**Input for this task**
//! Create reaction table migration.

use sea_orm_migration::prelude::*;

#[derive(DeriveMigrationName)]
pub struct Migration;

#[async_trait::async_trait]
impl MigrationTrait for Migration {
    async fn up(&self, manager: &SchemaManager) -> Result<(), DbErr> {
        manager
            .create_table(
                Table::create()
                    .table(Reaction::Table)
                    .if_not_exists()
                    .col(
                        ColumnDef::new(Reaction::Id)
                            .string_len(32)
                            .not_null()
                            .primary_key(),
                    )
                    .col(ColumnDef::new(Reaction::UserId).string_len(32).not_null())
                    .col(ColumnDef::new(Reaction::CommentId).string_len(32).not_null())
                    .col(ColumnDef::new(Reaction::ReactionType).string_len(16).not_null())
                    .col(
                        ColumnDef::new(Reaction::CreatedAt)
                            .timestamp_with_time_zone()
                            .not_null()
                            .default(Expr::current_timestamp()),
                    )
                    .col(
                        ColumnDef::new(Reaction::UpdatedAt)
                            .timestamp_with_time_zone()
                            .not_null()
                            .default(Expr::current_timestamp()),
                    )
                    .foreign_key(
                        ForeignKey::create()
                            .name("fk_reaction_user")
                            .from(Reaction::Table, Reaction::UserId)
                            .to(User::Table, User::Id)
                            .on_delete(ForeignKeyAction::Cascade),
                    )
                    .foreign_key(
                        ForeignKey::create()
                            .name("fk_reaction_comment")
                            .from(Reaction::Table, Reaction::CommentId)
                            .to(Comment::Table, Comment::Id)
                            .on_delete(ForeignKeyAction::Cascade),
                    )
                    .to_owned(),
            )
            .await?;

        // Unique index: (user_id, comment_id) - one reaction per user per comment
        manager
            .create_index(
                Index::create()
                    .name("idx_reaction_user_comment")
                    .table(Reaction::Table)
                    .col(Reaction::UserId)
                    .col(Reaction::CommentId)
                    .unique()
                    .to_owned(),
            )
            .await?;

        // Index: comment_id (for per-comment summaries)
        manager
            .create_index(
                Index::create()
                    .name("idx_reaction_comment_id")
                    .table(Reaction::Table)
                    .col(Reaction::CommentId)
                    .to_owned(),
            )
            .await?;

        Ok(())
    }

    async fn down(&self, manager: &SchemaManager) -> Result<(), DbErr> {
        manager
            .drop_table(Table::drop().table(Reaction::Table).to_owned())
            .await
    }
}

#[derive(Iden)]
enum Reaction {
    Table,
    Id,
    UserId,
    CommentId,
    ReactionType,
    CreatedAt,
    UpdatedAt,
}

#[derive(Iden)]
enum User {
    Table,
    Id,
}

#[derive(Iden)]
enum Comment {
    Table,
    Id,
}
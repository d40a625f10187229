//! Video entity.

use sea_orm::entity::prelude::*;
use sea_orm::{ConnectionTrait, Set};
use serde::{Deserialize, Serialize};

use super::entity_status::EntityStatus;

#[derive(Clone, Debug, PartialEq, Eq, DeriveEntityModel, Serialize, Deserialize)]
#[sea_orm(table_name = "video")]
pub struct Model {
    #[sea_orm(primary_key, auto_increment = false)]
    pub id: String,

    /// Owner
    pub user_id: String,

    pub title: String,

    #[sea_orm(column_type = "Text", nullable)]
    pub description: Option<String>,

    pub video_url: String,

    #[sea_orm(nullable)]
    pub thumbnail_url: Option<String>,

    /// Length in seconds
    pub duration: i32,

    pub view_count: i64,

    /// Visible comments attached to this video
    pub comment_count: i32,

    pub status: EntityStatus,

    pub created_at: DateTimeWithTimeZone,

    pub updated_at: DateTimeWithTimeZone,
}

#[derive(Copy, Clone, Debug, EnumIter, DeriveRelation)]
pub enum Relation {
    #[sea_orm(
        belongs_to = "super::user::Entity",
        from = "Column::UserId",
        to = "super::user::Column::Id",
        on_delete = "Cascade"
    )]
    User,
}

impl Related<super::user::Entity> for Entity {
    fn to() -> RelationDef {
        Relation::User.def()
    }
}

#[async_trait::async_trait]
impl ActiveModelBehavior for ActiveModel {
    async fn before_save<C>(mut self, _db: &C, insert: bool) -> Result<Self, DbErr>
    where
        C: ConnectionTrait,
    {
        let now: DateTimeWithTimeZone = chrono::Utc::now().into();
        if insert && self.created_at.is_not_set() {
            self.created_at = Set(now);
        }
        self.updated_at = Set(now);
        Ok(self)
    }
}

**Work request**
Give back, exactly as written, the stretch from the line with "impl Related<super::user::Entity> for" through the line with "async fn before_save<C>(mut", and no other lines from the records above.

**The answer**
impl Related<super::user::Entity> for Entity {
    fn to() -> RelationDef {
        Relation::User.def()
    }
}

#[async_trait::async_trait]
impl ActiveModelBehavior for ActiveModel {
    async fn before_save<C>(mut self, _db: &C, insert: bool) -> Result<Self, DbErr>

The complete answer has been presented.